#### [Exercise input]
********************
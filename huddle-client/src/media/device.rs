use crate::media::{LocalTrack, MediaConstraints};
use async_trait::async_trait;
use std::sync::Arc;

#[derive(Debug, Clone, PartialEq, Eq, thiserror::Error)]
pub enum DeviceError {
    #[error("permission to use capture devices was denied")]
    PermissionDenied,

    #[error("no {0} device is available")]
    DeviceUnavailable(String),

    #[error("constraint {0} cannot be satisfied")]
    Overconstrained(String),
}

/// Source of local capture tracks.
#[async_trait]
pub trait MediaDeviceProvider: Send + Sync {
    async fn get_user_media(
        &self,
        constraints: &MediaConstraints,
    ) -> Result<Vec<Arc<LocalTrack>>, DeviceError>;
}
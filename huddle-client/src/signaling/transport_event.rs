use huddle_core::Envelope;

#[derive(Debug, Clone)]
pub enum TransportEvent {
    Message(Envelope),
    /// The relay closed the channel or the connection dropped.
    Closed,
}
********************
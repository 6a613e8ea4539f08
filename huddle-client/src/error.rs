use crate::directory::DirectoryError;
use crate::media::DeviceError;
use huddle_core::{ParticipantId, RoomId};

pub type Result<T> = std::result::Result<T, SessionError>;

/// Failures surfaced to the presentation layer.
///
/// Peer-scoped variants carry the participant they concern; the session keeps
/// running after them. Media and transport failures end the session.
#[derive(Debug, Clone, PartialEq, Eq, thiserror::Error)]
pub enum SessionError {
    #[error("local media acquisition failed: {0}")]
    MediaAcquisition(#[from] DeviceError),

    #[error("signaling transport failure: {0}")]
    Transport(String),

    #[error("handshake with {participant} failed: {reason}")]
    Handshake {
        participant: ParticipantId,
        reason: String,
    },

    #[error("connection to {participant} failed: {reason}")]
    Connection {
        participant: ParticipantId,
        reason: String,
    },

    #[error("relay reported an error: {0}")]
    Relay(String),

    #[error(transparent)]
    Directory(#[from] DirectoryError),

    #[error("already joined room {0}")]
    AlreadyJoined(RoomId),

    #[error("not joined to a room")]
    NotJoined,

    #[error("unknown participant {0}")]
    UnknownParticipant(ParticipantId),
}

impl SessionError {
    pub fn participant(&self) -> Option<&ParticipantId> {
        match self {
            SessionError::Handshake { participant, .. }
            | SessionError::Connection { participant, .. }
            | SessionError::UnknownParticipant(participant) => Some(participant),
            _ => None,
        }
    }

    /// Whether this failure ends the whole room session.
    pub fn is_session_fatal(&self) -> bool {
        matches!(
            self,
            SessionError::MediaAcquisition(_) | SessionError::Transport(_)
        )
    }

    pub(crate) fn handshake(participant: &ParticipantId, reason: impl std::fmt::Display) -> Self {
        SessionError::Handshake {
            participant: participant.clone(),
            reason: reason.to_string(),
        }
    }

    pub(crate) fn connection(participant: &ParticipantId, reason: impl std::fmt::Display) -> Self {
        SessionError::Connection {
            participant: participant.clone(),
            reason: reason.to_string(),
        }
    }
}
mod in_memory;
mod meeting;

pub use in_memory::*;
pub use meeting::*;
********************
#### [Exercise requirements]
All that should be written out is the stretch of lines above between the one holding "pub type Result<T>" and the one holding "whole room session.", inclusive, exactly as given.

#### [Output for this exercise]
pub type Result<T> = std::result::Result<T, SessionError>;

/// Failures surfaced to the presentation layer.
///
/// Peer-scoped variants carry the participant they concern; the session keeps
/// running after them. Media and transport failures end the session.
#[derive(Debug, Clone, PartialEq, Eq, thiserror::Error)]
pub enum SessionError {
    #[error("local media acquisition failed: {0}")]
    MediaAcquisition(#[from] DeviceError),

    #[error("signaling transport failure: {0}")]
    Transport(String),

    #[error("handshake with {participant} failed: {reason}")]
    Handshake {
        participant: ParticipantId,
        reason: String,
    },

    #[error("connection to {participant} failed: {reason}")]
    Connection {
        participant: ParticipantId,
        reason: String,
    },

    #[error("relay reported an error: {0}")]
    Relay(String),

    #[error(transparent)]
    Directory(#[from] DirectoryError),

    #[error("already joined room {0}")]
    AlreadyJoined(RoomId),

    #[error("not joined to a room")]
    NotJoined,

    #[error("unknown participant {0}")]
    UnknownParticipant(ParticipantId),
}

impl SessionError {
    pub fn participant(&self) -> Option<&ParticipantId> {
        match self {
            SessionError::Handshake { participant, .. }
            | SessionError::Connection { participant, .. }
            | SessionError::UnknownParticipant(participant) => Some(participant),
            _ => None,
        }
    }

    /// Whether this failure ends the whole room session.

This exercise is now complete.